Currently, several state agencies and nonprofit groups are doing good work in this area, but are often limited to the various institutional silos they maintain. Partnerships and referrals between agencies happen, but not with enough scale.
Consider this, from an Oregon based study on leadership and runaway and homeless youth. The study is useful reading when considering this problem. The author’s point is that “every interaction is an opportunity for leadership.”
I use this study as example, because it studied a more rural area similar to the Pioneer Valley.
From a ministerial perspective, I have been trained to view each person as a whole person, not as a collective of symptoms, diagnosis, and associated problems. On paper, many of the area agencies have a similar stance, but often, in practice, the work on the ground is one of finding and meeting the presenting needs. I believe, long term, this does an injustice to the various people involved as it fails to adequately consider the whole person.
The working assumption seems to be similar to the Oregon perspective, which suggests “public policy problems cannot be definitely described in a pluralistic society… [since] there is no such thing as the indisputable public good; there is no objective definition of equity.”

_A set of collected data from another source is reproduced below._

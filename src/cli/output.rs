//! Terminal output formatting with colors
//!
//! Respects NO_COLOR, CLICOLOR, CLICOLOR_FORCE automatically.

use colored::Colorize;

/// Print error (red bold "error:" prefix) to stderr
pub fn error(msg: &(impl std::fmt::Display + ?Sized)) {
    eprintln!("{}: {}", "error".red().bold(), msg);
}

/// Print warning (yellow "Warning:" prefix) to stderr
pub fn warning(msg: &(impl std::fmt::Display + ?Sized)) {
    eprintln!("{}: {}", "Warning".yellow(), msg);
}

/// Print success status (green checkmark)
pub fn success(msg: &(impl std::fmt::Display + ?Sized)) {
    println!("{} {}", "✓".green(), msg);
}

/// Print failure status (red X, indented)
pub fn failure(msg: &(impl std::fmt::Display + ?Sized)) {
    println!("  {} {}", "✗".red(), msg);
}

/// Print completed action (green label)
pub fn action(label: &str, msg: &(impl std::fmt::Display + ?Sized)) {
    println!("{}: {}", label.green(), msg);
}

/// Print section header (cyan bold)
pub fn header(msg: &(impl std::fmt::Display + ?Sized)) {
    println!("{}", msg.to_string().cyan().bold());
}

/// Print a recommended programme (green bullet)
pub fn programme(msg: &(impl std::fmt::Display + ?Sized)) {
    println!("  {} {}", "•".green(), msg);
}

/// Print plain output (no color, for data output)
pub fn info(msg: &(impl std::fmt::Display + ?Sized)) {
    println!("{}", msg);
}

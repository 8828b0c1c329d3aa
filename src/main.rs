use clap::Parser;
use progwalk::cli::args::Cli;
use progwalk::cli::commands::execute_command;
use progwalk::cli::output;
use progwalk::exitcode;
use tracing::level_filters::LevelFilter;
use tracing_subscriber::filter::filter_fn;
use tracing_subscriber::fmt::format::FmtSpan;
use tracing_subscriber::layer::SubscriberExt;
use tracing_subscriber::util::SubscriberInitExt;
use tracing_subscriber::{fmt, Layer};

fn main() {
    let cli = Cli::parse();

    setup_logging(cli.debug);

    match execute_command(&cli) {
        Ok(()) => std::process::exit(exitcode::OK),
        Err(e) => {
            output::error(&e);
            std::process::exit(e.exit_code());
        }
    }
}

fn setup_logging(verbosity: u8) {
    let filter = match verbosity {
        0 => LevelFilter::WARN,
        1 => LevelFilter::INFO,
        2 => LevelFilter::DEBUG,
        3 => LevelFilter::TRACE,
        _ => {
            eprintln!("Don't be crazy, max is -d -d -d");
            LevelFilter::TRACE
        }
    };

    let noisy_modules = ["generational_arena"];
    let module_filter = filter_fn(move |metadata| {
        !noisy_modules
            .iter()
            .any(|name| metadata.target().starts_with(name))
    });

    // Formatted output to stderr, stdout belongs to the walk
    let fmt_layer = fmt::layer()
        .with_writer(std::io::stderr)
        .with_target(true)
        .with_thread_names(false)
        .with_span_events(FmtSpan::CLOSE);

    let filtered_layer = fmt_layer.with_filter(filter).with_filter(module_filter);

    tracing_subscriber::registry().with(filtered_layer).init();

    match filter {
        LevelFilter::INFO => tracing::info!("Debug mode: info"),
        LevelFilter::DEBUG => tracing::debug!("Debug mode: debug"),
        LevelFilter::TRACE => tracing::debug!("Debug mode: trace"),
        _ => {}
    }
}

#[cfg(test)]
mod tests {
    use super::*;
    use progwalk::util::testing;

    #[ctor::ctor]
    fn init() {
        testing::init_test_setup();
    }

    // https://docs.rs/clap/latest/clap/_derive/_tutorial/index.html#testing
    #[test]
    fn verify_cli() {
        use clap::CommandFactory;
        Cli::command().debug_assert();
    }
}
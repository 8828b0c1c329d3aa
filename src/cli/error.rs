//! CLI-level errors (wraps infrastructure errors)

use thiserror::Error;

use crate::application::ApplicationError;
use crate::infrastructure::InfraError;

/// CLI errors are the top-level error type.
/// These are what get displayed to the user.
#[derive(Error, Debug)]
pub enum CliError {
    #[error("{0}")]
    Infra(#[from] InfraError),

    #[error("invalid arguments: {0}")]
    InvalidArgs(String),

    #[error("{0}")]
    Usage(String),
}

impl From<ApplicationError> for CliError {
    fn from(e: ApplicationError) -> Self {
        Self::Infra(InfraError::Application(e))
    }
}

/// Result type for CLI operations.
pub type CliResult<T> = Result<T, CliError>;

impl CliError {
    /// Get the appropriate exit code for this error.
    pub fn exit_code(&self) -> i32 {
        match self {
            CliError::InvalidArgs(_) | CliError::Usage(_) => crate::exitcode::USAGE,
            CliError::Infra(e) => match e {
                InfraError::Io { .. } => crate::exitcode::IOERR,
                InfraError::Decode { .. } => crate::exitcode::DATAERR,
                InfraError::Encode { .. } => crate::exitcode::SOFTWARE,
                InfraError::Application(ApplicationError::Config { .. }) => {
                    crate::exitcode::CONFIG
                }
                InfraError::Application(
                    ApplicationError::Domain(_) | ApplicationError::InvalidTree(_),
                ) => crate::exitcode::DATAERR,
                InfraError::Application(_) => crate::exitcode::SOFTWARE,
            },
        }
    }
}

#[cfg(test)]
mod tests {
    use super::*;
    use crate::domain::DomainError;

    #[test]
    fn given_invalid_tree_when_mapping_exit_code_then_dataerr() {
        let err: CliError = InfraError::from(DomainError::EmptyOptions("Which?".into())).into();
        assert_eq!(err.exit_code(), crate::exitcode::DATAERR);
    }

    #[test]
    fn given_config_error_when_mapping_exit_code_then_config() {
        let err: CliError = ApplicationError::Config {
            message: "bad".into(),
        }
        .into();
        assert_eq!(err.exit_code(), crate::exitcode::CONFIG);
    }

    #[test]
    fn given_usage_error_when_mapping_exit_code_then_usage() {
        assert_eq!(
            CliError::Usage("nope".into()).exit_code(),
            crate::exitcode::USAGE
        );
    }
}
//! Dependency wiring

pub mod service_container;

pub use service_container::ServiceContainer;
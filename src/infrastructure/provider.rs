//! Tree providers: where the generated decision tree comes from
//!
//! Tree generation happens offline; providers only decode the finished artifact
//! and build it into an arena tree before it is injected into the session manager.

use std::path::{Path, PathBuf};

use tracing::{debug, instrument};

use crate::domain::{DecisionTree, TreeBuilder, TreeDocument};
use crate::infrastructure::{InfraError, InfraResult};

/// Supplies one fully built decision tree.
pub trait TreeProvider: Send + Sync {
    fn provide(&self) -> InfraResult<DecisionTree>;
}

/// Tree stored as a JSON document on disk.
#[derive(Debug, Clone)]
pub struct JsonTreeFile {
    path: PathBuf,
}

impl JsonTreeFile {
    pub fn new(path: impl Into<PathBuf>) -> Self {
        Self { path: path.into() }
    }

    pub fn path(&self) -> &Path {
        &self.path
    }

    /// Decode the document without building it.
    pub fn read_document(&self) -> InfraResult<TreeDocument> {
        let content = std::fs::read_to_string(&self.path)
            .map_err(|e| InfraError::io(format!("read tree {}", self.path.display()), e))?;
        serde_json::from_str(&content).map_err(|source| InfraError::Decode {
            path: self.path.clone(),
            source,
        })
    }

    /// Write a document as pretty-printed JSON.
    pub fn write_document(&self, document: &TreeDocument) -> InfraResult<()> {
        let content =
            serde_json::to_string_pretty(document).map_err(|source| InfraError::Encode {
                path: self.path.clone(),
                source,
            })?;
        std::fs::write(&self.path, content)
            .map_err(|e| InfraError::io(format!("write tree {}", self.path.display()), e))
    }
}

impl TreeProvider for JsonTreeFile {
    #[instrument(level = "debug", skip(self), fields(path = %self.path.display()))]
    fn provide(&self) -> InfraResult<DecisionTree> {
        let document = self.read_document()?;
        let tree = TreeBuilder::from_document(&document)?;
        debug!("loaded tree with {} nodes", tree.node_count());
        Ok(tree)
    }
}

/// Tree held in memory.
#[derive(Debug, Clone)]
pub struct StaticTree(pub TreeDocument);

impl TreeProvider for StaticTree {
    fn provide(&self) -> InfraResult<DecisionTree> {
        Ok(TreeBuilder::from_document(&self.0)?)
    }
}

My suggestion is to make use of the various discernment processes that have supported people of faith for millennia. I believe these techniques, which are largely based on listening and creating space for change would work well in helping people make better decisions. I have often sat through client meetings, discussions, and lectures, which fail to make adequate room for discernment to take place.
My suggestion is a simple one, but one that requires the traditional boundaries in the helping processions to be crossed. I believe that something as simple as a listening circle, or a silence interspersed in discussion, or better discussion framing could make a huge impact on a host of outcomes.
Consider this adopting this simple technique:
Discernment Listening Guidelines
1. Take time to settle in.
2. Listen to others with your entire self (senses, feelings, intuition, imagination, and rational faculties.)
3. Do not interrupt.
4. Pause between speakers to absorb what has been said.
5. Do not formulate what you want to say while someone else is speaking.
6. Speak for yourself only, expressing your own thoughts and feelings, referring to your own experiences. Avoid being hypothetical. Steer away from broad generalizations.
7. Do not challenge what others say.
8. Listen to the group as a whole – to those who have not spoken aloud as well as to those who have.
9. Generally, leave space for anyone who may want to speak a first time before speaking a second time yourself.
10. Hold your desires and opinions – even your convictions – lightly.
The specifics of the technique matter less than the notion of listening first and problem solving second. Too often, behind the scenes at least, the particular client/participant/individual is seen as a problem to be solved and less as the whole person God created them to be.
Aristotle thought that everything we do aims at some good, or some goal. The choices each of us make help to define the identities we shape, the legacies we leave behind, and the shape of the world we collectively share. The reality is people are often not as good at determining those goals, especially when under the stress of something like homelessness.
Sadly, our society’s collective answer has been to leave these issues to be addressed by those in the helping professions. There is nothing wrong with this, but it is increasingly true, as one author notes, “the revolution will not be funded.”
Nonprofit mission and vision statements are filled with whole person language, but the reality, from my perspective, is the particulars become the problems to be solved.
If we are honest, this is how each of us, as citizens of the world, also faces the issue.
Do we put money in the cup on the streets of Northampton? Do we ignore the crowds in Greenfield’s public places? Do we see the collective Lazarus on our doorstep?
This is where a faith perspective, and a more intentional discernment process, could be helpful. There is nothing mystical in my method here, just an earnest desire, for each person to see in a new way.
Thanks for reading, Pastor Jeremiah
What are your thoughts? How do we tackle this collective ‘wicked problem’?